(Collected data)

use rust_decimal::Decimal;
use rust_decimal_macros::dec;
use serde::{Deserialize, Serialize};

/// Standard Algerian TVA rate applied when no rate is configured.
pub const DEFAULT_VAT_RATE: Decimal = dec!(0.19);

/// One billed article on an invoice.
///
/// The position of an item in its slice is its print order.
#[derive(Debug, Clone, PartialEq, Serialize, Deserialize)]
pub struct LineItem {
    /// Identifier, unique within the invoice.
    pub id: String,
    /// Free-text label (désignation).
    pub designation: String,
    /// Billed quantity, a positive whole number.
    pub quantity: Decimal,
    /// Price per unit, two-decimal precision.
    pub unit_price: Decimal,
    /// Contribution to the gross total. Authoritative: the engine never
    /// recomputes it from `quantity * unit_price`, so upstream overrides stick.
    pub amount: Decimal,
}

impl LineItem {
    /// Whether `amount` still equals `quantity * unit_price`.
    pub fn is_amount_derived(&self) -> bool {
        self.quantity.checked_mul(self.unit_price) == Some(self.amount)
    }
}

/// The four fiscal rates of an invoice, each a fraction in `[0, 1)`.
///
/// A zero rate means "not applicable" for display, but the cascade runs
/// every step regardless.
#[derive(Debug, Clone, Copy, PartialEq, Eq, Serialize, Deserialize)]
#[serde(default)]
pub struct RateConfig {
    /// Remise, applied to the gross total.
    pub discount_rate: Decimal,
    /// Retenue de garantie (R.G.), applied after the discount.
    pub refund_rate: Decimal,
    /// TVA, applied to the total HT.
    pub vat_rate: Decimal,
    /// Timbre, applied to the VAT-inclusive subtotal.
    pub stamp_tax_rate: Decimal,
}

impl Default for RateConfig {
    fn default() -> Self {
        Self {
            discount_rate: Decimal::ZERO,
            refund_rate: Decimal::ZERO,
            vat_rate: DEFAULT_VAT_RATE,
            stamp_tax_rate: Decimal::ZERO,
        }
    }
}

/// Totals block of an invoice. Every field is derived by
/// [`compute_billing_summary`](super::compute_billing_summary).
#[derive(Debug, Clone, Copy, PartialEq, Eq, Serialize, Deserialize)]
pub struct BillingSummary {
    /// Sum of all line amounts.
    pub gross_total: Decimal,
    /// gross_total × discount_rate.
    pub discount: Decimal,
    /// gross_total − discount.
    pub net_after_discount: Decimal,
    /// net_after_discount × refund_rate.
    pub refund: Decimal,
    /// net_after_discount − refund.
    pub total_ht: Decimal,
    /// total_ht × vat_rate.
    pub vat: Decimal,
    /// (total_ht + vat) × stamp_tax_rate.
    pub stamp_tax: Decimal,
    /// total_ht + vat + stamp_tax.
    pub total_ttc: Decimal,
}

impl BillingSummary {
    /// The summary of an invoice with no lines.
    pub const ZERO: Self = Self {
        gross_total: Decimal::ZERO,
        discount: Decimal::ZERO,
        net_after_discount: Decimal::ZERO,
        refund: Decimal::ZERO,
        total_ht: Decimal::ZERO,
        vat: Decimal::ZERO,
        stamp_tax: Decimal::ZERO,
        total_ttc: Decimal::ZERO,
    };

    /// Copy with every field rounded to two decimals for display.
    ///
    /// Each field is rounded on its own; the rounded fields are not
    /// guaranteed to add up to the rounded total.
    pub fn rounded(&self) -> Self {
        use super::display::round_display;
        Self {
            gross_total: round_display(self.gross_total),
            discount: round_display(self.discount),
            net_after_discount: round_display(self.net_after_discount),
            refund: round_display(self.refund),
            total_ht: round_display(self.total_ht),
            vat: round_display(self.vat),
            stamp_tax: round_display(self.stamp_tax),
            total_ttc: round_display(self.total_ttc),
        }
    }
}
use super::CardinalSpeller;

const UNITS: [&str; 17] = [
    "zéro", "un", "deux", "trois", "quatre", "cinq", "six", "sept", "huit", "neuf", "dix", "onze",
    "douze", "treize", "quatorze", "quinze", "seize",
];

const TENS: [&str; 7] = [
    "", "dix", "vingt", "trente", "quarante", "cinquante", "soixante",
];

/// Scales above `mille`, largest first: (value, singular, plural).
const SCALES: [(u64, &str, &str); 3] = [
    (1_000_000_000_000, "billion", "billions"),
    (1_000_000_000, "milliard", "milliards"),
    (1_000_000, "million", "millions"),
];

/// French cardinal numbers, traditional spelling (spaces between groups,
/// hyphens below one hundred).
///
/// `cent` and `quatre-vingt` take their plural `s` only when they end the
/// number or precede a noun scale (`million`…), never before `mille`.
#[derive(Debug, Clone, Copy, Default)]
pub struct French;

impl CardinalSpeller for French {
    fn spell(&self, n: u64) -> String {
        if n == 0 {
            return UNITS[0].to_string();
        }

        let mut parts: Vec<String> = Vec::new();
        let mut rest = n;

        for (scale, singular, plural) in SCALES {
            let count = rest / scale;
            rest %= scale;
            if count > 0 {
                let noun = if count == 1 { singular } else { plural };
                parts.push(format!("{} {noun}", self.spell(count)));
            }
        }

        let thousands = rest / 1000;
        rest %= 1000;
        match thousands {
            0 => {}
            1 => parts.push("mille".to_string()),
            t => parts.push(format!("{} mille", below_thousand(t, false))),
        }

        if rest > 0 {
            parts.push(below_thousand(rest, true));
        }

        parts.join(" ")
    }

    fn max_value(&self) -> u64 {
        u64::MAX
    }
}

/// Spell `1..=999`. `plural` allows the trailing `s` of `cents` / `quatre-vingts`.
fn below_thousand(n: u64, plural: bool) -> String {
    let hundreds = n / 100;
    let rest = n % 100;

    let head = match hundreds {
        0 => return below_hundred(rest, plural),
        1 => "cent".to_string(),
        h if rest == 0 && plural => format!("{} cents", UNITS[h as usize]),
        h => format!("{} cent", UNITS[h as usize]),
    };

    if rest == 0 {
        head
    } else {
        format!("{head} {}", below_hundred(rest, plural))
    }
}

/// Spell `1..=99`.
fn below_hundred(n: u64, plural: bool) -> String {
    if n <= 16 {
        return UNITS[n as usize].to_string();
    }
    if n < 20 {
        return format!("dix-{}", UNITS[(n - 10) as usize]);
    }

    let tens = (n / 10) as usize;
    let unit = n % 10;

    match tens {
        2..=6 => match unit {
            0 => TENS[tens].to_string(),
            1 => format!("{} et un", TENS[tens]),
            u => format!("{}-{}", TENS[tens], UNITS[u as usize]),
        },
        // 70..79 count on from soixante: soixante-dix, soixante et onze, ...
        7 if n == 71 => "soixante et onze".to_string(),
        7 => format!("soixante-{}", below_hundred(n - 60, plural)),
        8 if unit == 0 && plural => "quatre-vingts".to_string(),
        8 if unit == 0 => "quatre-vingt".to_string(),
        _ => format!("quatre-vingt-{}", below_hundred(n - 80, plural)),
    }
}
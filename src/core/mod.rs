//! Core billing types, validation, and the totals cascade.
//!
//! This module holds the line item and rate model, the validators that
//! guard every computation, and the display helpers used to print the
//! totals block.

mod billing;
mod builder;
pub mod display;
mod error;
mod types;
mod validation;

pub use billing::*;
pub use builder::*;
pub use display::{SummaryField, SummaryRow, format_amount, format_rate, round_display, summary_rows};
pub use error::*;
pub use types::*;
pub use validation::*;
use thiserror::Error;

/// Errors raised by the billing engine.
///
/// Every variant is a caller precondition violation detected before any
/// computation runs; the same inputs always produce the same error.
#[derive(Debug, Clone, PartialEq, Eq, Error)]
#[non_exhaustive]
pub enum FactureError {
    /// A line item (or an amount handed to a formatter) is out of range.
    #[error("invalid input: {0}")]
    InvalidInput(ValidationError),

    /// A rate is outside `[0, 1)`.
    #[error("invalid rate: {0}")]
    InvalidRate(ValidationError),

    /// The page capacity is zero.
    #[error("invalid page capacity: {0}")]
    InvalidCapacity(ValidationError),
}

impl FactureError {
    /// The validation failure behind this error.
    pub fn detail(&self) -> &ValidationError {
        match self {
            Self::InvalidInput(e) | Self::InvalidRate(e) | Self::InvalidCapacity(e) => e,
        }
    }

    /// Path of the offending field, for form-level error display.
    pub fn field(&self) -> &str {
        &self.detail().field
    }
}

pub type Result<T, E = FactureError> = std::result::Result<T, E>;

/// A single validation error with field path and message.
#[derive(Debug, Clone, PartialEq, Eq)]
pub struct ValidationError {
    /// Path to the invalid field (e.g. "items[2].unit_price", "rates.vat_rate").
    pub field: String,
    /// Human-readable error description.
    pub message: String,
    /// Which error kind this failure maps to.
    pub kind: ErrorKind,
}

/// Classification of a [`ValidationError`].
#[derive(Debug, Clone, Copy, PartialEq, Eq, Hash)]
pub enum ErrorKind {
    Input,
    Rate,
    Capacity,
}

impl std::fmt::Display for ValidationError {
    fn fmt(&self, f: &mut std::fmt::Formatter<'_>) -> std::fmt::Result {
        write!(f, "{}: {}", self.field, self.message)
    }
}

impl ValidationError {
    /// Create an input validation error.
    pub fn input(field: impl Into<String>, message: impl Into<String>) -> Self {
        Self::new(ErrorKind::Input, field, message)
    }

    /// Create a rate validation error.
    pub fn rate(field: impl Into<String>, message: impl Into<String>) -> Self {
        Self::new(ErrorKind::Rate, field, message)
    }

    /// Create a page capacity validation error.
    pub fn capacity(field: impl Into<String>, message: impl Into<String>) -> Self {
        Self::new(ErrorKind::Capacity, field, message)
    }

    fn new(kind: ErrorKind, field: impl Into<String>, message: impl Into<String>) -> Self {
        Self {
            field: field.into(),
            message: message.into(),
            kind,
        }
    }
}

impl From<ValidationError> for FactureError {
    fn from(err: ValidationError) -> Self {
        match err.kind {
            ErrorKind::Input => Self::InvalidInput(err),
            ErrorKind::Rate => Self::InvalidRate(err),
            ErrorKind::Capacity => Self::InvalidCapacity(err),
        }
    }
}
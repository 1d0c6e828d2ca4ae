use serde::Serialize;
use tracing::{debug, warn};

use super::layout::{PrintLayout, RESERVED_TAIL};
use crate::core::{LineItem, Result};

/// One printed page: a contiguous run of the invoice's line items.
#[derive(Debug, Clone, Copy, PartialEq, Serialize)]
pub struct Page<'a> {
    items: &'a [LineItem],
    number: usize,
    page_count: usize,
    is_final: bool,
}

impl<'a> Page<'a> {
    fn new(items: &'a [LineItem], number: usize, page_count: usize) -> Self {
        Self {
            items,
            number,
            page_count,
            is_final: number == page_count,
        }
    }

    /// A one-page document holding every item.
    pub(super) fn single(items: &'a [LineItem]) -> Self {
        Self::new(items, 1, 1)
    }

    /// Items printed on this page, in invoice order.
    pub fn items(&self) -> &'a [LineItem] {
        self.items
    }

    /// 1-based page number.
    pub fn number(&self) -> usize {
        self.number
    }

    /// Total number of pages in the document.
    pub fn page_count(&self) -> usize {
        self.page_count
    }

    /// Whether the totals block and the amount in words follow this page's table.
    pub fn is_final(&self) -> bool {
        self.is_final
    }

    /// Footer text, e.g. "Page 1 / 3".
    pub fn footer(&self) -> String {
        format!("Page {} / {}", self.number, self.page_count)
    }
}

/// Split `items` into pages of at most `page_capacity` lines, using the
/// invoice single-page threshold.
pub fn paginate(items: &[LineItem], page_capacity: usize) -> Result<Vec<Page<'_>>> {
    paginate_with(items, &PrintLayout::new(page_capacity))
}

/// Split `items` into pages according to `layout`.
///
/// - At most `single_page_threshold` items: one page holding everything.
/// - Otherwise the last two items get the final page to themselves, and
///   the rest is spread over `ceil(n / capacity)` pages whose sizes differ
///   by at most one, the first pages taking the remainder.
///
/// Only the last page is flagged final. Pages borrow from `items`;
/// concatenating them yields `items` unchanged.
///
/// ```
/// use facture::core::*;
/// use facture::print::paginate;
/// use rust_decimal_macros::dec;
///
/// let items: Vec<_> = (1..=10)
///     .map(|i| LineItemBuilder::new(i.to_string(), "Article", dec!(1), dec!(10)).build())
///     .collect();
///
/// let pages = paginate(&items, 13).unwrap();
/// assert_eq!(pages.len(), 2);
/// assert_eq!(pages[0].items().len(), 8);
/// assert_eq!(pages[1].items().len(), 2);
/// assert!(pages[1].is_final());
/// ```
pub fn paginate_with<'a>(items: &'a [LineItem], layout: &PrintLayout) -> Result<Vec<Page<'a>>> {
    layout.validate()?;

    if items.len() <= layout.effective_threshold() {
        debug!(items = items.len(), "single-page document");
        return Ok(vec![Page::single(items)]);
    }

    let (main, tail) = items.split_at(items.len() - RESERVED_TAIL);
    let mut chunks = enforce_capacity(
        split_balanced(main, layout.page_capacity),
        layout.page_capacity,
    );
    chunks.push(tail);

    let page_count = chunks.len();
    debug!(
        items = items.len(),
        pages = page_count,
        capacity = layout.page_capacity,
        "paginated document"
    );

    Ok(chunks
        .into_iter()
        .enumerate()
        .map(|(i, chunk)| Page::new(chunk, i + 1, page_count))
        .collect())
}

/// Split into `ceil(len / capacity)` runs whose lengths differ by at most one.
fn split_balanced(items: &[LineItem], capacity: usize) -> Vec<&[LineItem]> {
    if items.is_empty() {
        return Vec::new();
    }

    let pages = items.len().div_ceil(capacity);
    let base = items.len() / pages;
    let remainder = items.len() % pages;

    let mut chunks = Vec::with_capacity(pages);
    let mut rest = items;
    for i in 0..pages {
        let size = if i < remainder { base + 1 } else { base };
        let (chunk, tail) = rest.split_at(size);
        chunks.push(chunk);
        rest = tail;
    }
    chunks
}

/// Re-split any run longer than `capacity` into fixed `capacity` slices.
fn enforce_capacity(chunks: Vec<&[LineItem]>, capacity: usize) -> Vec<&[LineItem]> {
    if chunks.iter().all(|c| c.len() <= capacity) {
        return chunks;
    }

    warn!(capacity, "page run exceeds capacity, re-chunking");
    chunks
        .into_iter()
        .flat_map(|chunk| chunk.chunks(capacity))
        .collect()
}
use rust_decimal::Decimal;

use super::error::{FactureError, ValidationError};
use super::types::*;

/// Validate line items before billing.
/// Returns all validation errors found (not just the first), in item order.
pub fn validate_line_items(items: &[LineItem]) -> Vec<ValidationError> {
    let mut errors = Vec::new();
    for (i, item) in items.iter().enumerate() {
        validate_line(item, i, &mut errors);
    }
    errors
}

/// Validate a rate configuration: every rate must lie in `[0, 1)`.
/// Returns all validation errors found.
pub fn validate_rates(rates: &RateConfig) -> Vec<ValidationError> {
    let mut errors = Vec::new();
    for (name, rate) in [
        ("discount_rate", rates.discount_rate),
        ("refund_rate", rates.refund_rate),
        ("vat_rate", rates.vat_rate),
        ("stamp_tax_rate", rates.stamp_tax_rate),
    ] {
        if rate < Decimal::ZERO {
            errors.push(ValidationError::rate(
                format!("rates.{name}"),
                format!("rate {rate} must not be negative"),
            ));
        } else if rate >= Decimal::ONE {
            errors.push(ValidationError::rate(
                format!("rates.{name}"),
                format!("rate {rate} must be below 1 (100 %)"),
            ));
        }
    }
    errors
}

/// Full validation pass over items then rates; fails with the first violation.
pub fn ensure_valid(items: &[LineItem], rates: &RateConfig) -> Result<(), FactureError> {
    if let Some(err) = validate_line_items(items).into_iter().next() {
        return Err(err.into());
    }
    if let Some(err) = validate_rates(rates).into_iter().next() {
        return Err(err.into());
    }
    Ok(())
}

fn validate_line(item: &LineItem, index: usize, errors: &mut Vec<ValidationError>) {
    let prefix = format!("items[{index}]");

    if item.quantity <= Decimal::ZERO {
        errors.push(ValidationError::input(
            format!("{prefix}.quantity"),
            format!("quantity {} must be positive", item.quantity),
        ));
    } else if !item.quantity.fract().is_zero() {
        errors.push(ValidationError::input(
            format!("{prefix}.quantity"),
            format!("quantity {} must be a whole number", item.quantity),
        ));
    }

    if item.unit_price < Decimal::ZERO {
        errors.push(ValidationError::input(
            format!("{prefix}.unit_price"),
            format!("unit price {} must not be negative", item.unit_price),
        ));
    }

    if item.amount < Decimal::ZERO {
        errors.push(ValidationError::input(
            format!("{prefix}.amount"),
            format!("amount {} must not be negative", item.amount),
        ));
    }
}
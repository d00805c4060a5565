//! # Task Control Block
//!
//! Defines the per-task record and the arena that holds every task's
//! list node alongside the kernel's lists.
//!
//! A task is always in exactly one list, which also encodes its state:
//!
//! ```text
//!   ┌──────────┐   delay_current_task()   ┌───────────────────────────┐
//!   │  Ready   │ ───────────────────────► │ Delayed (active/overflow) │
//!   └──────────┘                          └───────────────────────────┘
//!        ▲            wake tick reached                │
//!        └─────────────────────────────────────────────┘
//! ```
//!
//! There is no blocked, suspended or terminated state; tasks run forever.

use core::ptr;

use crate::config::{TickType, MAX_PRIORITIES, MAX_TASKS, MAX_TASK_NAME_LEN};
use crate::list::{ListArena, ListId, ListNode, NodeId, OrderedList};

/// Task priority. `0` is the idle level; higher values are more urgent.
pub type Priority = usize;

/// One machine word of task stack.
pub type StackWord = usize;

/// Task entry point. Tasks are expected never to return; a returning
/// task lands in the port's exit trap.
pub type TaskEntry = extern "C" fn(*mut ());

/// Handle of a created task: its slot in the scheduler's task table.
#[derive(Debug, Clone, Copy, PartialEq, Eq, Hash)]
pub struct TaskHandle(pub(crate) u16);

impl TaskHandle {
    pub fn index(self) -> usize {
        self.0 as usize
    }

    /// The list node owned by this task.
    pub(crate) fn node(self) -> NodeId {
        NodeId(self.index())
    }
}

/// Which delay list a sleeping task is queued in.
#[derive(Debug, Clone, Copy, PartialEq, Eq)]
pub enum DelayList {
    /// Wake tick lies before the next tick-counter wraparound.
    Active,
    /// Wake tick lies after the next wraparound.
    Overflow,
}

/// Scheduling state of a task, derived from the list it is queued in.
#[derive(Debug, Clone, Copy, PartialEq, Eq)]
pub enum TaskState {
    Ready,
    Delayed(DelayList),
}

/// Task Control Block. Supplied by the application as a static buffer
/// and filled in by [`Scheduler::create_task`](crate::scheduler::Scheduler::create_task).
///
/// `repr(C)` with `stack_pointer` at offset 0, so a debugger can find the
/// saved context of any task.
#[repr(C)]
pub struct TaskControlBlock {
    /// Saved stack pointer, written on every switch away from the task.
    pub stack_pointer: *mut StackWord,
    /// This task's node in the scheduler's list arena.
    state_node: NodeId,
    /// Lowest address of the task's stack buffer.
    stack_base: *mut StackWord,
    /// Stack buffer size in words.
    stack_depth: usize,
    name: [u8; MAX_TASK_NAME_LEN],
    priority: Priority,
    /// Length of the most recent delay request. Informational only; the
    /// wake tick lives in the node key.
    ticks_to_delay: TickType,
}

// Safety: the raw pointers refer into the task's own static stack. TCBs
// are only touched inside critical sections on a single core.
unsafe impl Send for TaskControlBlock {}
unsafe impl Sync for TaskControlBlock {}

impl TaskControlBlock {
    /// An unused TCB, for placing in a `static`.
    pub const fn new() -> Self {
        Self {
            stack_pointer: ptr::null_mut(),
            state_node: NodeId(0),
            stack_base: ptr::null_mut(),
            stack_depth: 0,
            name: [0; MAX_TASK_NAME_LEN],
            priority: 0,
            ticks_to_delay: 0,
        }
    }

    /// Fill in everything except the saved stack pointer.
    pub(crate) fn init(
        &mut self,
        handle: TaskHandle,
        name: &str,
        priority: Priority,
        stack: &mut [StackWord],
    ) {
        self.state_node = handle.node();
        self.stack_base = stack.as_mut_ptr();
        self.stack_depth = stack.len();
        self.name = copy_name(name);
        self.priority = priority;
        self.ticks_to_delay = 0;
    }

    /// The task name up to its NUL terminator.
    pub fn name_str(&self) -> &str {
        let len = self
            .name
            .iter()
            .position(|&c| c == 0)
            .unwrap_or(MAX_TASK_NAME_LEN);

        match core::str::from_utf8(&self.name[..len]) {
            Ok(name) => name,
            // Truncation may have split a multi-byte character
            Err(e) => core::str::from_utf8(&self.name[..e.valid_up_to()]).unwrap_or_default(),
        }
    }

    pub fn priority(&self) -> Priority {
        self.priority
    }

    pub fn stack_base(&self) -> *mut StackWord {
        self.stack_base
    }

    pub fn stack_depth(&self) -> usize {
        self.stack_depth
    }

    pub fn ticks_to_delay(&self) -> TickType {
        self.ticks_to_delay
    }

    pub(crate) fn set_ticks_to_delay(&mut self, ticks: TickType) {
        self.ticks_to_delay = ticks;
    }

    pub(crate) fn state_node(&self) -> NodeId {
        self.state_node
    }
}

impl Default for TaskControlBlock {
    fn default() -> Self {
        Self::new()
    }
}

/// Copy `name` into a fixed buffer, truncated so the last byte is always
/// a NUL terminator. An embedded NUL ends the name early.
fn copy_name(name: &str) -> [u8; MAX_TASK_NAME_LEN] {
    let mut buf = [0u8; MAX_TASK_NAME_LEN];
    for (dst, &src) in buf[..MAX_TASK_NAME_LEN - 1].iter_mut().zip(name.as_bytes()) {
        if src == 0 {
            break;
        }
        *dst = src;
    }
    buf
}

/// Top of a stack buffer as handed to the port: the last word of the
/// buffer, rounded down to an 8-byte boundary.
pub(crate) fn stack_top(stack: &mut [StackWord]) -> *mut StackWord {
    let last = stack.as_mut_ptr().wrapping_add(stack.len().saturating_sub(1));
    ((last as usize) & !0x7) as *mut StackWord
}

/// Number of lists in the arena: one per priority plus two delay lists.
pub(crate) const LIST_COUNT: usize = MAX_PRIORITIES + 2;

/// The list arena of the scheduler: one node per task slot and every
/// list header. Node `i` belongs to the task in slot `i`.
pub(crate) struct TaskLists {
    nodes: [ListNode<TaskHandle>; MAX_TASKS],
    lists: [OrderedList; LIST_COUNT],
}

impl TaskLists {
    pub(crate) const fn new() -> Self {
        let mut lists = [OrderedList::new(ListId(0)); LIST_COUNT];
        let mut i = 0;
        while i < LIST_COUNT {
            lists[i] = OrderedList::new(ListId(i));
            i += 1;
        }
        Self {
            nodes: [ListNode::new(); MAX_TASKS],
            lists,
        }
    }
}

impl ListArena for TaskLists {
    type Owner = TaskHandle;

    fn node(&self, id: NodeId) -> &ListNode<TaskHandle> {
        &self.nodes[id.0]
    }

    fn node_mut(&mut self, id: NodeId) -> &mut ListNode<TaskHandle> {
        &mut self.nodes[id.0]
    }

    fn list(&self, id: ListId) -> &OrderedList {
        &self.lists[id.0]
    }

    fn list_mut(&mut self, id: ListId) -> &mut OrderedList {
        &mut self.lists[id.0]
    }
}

• _WHAT TO PRODUCE_: Across all the records, find the lines containing the word "printed" and reproduce each one.

• _TASK ANSWER_:
/// One printed page: a contiguous run of the invoice's line items.
    /// Items printed on this page, in invoice order.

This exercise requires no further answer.